Já os comités de bairro, que o Governo chinês tem responsabilizado por manter o bem-estar nas áreas residenciais que dão por si subitamente isoladas, bem como de garantir que as regras são cumpridas, começam a acusar o desgaste.
“Pode chegar o dia em que tenho de me demitir porque não consigo aguentar mais”, desabafou um destes dirigentes de bairro, desesperado, num áudio escutado pelo Washington Post, à conversa com um idoso isolado, que implorava por medicamentos que o dirigente não conseguia obter.

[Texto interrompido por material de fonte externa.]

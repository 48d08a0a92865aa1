use anyhow::{bail, Context, Result};
use std::path::Path;

/// Topic presets offered by the service, keyed by the form value it expects.
pub const TOPIC_PRESETS: &[(&str, &str)] = &[
    ("tech", "AI and technology news"),
    ("politics", "US political news"),
    ("sports", "sports news"),
    ("medicine", "medical and healthcare news"),
    ("finance", "financial markets and business news"),
    ("climate", "climate and environment news"),
    ("entertainment", "entertainment and media news"),
];

pub fn preset_description(key: &str) -> Option<&'static str> {
    TOPIC_PRESETS
        .iter()
        .find(|(preset, _)| preset.eq_ignore_ascii_case(key.trim()))
        .map(|(_, description)| *description)
}

#[derive(Debug, Clone, PartialEq, Eq)]
pub enum TopicChoice {
    Preset(String),
    Custom(String),
}

#[derive(Debug, Clone, PartialEq, Eq)]
pub struct WritingSample {
    pub file_name: String,
    pub bytes: Vec<u8>,
}

impl WritingSample {
    pub fn from_path(path: &Path) -> Result<Self> {
        let bytes = std::fs::read(path)
            .with_context(|| format!("failed to read writing sample {}", path.display()))?;
        if bytes.is_empty() {
            bail!("writing sample {} is empty", path.display());
        }
        let file_name = path
            .file_name()
            .map(|name| name.to_string_lossy().into_owned())
            .unwrap_or_else(|| "sample.txt".to_string());

        Ok(Self { file_name, bytes })
    }
}

/// A validated generation request, ready to hand to a transport.
#[derive(Debug, Clone, PartialEq, Eq)]
pub struct GenerateRequest {
    topic: TopicChoice,
    samples: Vec<WritingSample>,
    use_sample_style: bool,
}

impl GenerateRequest {
    pub fn new(
        topic: TopicChoice,
        samples: Vec<WritingSample>,
        use_sample_style: bool,
    ) -> Result<Self> {
        let topic = match topic {
            TopicChoice::Preset(key) => {
                let key = key.trim().to_ascii_lowercase();
                if preset_description(&key).is_none() {
                    let known: Vec<&str> = TOPIC_PRESETS.iter().map(|(key, _)| *key).collect();
                    bail!(
                        "Unknown topic '{key}'. Expected one of: {}",
                        known.join(", ")
                    );
                }
                TopicChoice::Preset(key)
            }
            TopicChoice::Custom(text) => {
                let text = text.trim().to_string();
                if text.is_empty() {
                    bail!("Custom topic must not be blank");
                }
                TopicChoice::Custom(text)
            }
        };

        if samples.is_empty() && !use_sample_style {
            bail!("Upload at least one writing sample");
        }

        Ok(Self {
            topic,
            samples,
            use_sample_style,
        })
    }

    pub fn topic(&self) -> &TopicChoice {
        &self.topic
    }

    pub fn samples(&self) -> &[WritingSample] {
        &self.samples
    }

    pub fn use_sample_style(&self) -> bool {
        self.use_sample_style
    }

    pub fn topic_description(&self) -> &str {
        match &self.topic {
            TopicChoice::Preset(key) => preset_description(key).unwrap_or(key.as_str()),
            TopicChoice::Custom(text) => text.as_str(),
        }
    }

    /// Text form fields, in the shape the `/generate` endpoint reads them.
    pub fn form_fields(&self) -> Vec<(&'static str, String)> {
        let mut fields = Vec::with_capacity(2);
        match &self.topic {
            TopicChoice::Preset(key) => fields.push(("topic", key.clone())),
            TopicChoice::Custom(text) => {
                fields.push(("topic", "custom".to_string()));
                fields.push(("custom_topic", text.clone()));
            }
        }
        if self.use_sample_style {
            fields.push(("use_sample_style", "on".to_string()));
        }
        fields
    }
}

#[cfg(test)]
mod tests {
    use super::*;
    use std::io::Write;

    fn sample() -> WritingSample {
        WritingSample {
            file_name: "letter.txt".to_string(),
            bytes: b"I'm excited to apply".to_vec(),
        }
    }

    #[test]
    fn test_preset_topic_is_normalized_and_described() {
        let request =
            GenerateRequest::new(TopicChoice::Preset(" Tech ".to_string()), vec![sample()], false)
                .unwrap();
        assert_eq!(request.topic(), &TopicChoice::Preset("tech".to_string()));
        assert_eq!(request.topic_description(), "AI and technology news");
        assert_eq!(request.form_fields(), vec![("topic", "tech".to_string())]);
    }

    #[test]
    fn test_unknown_preset_is_rejected() {
        let error =
            GenerateRequest::new(TopicChoice::Preset("gardening".to_string()), vec![sample()], false)
                .unwrap_err();
        assert!(error.to_string().contains("Unknown topic 'gardening'"));
    }

    #[test]
    fn test_blank_custom_topic_is_rejected() {
        assert!(
            GenerateRequest::new(TopicChoice::Custom("   ".to_string()), vec![sample()], false)
                .is_err()
        );
    }

    #[test]
    fn test_samples_required_unless_sample_style() {
        let error = GenerateRequest::new(TopicChoice::Custom("rust".to_string()), vec![], false)
            .unwrap_err();
        assert_eq!(error.to_string(), "Upload at least one writing sample");

        let request =
            GenerateRequest::new(TopicChoice::Custom("rust".to_string()), vec![], true).unwrap();
        assert_eq!(
            request.form_fields(),
            vec![
                ("topic", "custom".to_string()),
                ("custom_topic", "rust".to_string()),
                ("use_sample_style", "on".to_string()),
            ]
        );
    }

    #[test]
    fn test_writing_sample_from_path_reads_file_name_and_bytes() {
        let dir = tempfile::tempdir().unwrap();
        let path = dir.path().join("essay.md");
        let mut file = std::fs::File::create(&path).unwrap();
        file.write_all(b"my voice").unwrap();

        let sample = WritingSample::from_path(&path).unwrap();
        assert_eq!(sample.file_name, "essay.md");
        assert_eq!(sample.bytes, b"my voice");
    }

    #[test]
    fn test_empty_writing_sample_is_rejected() {
        let dir = tempfile::tempdir().unwrap();
        let path = dir.path().join("empty.txt");
        std::fs::File::create(&path).unwrap();

        assert!(WritingSample::from_path(&path).is_err());
    }
}
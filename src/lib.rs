pub mod api;
pub mod config;
pub mod logging;
pub mod request;
pub mod session;
pub mod terminal;
pub mod types;
pub mod ui;
pub mod util;

#[cfg(test)]
mod test_support;
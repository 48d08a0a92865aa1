use crossterm::{
    cursor::{Hide, Show},
    execute,
    terminal::{disable_raw_mode, enable_raw_mode, EnterAlternateScreen, LeaveAlternateScreen},
};
use ratatui::{backend::CrosstermBackend, Terminal};
use std::io::{self, Stdout};
use std::sync::Once;

pub type TerminalType = Terminal<CrosstermBackend<Stdout>>;
static PANIC_HOOK_INSTALLED: Once = Once::new();

pub fn install_panic_hook_once() {
    PANIC_HOOK_INSTALLED.call_once(|| {
        let original_hook = std::panic::take_hook();
        std::panic::set_hook(Box::new(move |panic_info| {
            restore();
            original_hook(panic_info);
        }));
    });
}

/// Owns the alternate screen; restores the terminal when dropped.
pub struct TerminalSession {
    pub terminal: TerminalType,
}

impl TerminalSession {
    pub fn enter() -> anyhow::Result<Self> {
        install_panic_hook_once();

        enable_raw_mode()?;
        if let Err(error) = execute!(io::stdout(), EnterAlternateScreen, Hide) {
            restore();
            return Err(error.into());
        }

        let backend = CrosstermBackend::new(io::stdout());
        let mut terminal = Terminal::new(backend)?;
        terminal.clear()?;
        Ok(Self { terminal })
    }
}

impl Drop for TerminalSession {
    fn drop(&mut self) {
        restore();
    }
}

pub fn restore() {
    let _ = disable_raw_mode();
    let _ = execute!(io::stdout(), LeaveAlternateScreen, Show);
}

#[cfg(test)]
mod tests {
    use super::*;

    #[test]
    fn test_panic_hook_installs_once() {
        install_panic_hook_once();
        install_panic_hook_once();
        assert!(PANIC_HOOK_INSTALLED.is_completed());
    }
}
use serde::{Deserialize, Serialize};

/// One decoded `data: ` frame from the generation stream.
///
/// The `type` tag selects the variant; unknown tags and missing fields fail to
/// deserialize and the frame is dropped by the decoder.
#[derive(Debug, Clone, Serialize, Deserialize, PartialEq, Eq)]
#[serde(tag = "type", rename_all = "snake_case")]
pub enum ProtocolEvent {
    Status {
        message: String,
    },
    #[serde(rename = "sources")]
    SourcesFound {
        count: usize,
    },
    Article {
        index: usize,
        article: GeneratedArticle,
    },
    Error {
        message: String,
    },
    Done,
}

impl ProtocolEvent {
    pub fn kind(&self) -> &'static str {
        match self {
            ProtocolEvent::Status { .. } => "status",
            ProtocolEvent::SourcesFound { .. } => "sources",
            ProtocolEvent::Article { .. } => "article",
            ProtocolEvent::Error { .. } => "error",
            ProtocolEvent::Done => "done",
        }
    }

    pub fn is_terminal(&self) -> bool {
        matches!(self, ProtocolEvent::Error { .. } | ProtocolEvent::Done)
    }
}

#[derive(Debug, Clone, Serialize, Deserialize, PartialEq, Eq)]
pub struct GeneratedArticle {
    pub content: String,
    pub source: Source,
}

/// The news item an article was written from.
#[derive(Debug, Clone, Serialize, Deserialize, PartialEq, Eq)]
pub struct Source {
    pub url: String,
    pub title: String,
}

Entretanto, os protestos contra a dureza do confinamento vão aumentando, com moradores isolados a chegarem ao ponto de ir às suas varandas gritar, desesperados, mostram vídeos nas redes sociais chinesas. Já o anúncio de uma gala em celebração pelo esforço do confinamento em Xangai na televisão estatal Dragon TV foi recebido com uma chuva de críticas online, acabando cancelado.
Há grandes dúvidas que a China, apesar dos seus enormes recursos, consiga manter por muito mais tempo a estratégia de tolerância zero contra a covid-19. “O vírus de Wuhan tinha um número de reprodução de dois, enquanto as novas variantes têm de 12 ou mais”, lembrou Robert Booy, um infecciologista da Universidade de Sydney, citado pelo Guardian.
“Portanto será quase impossível de controlar apesar dos esforços extraordinários para pôr em quarentena milhões de pessoas de uma vez e testá-las”, avisou. “Seria um milagre se eles conseguissem controlar o vírus apesar da sua abordagem extremamente exigente”.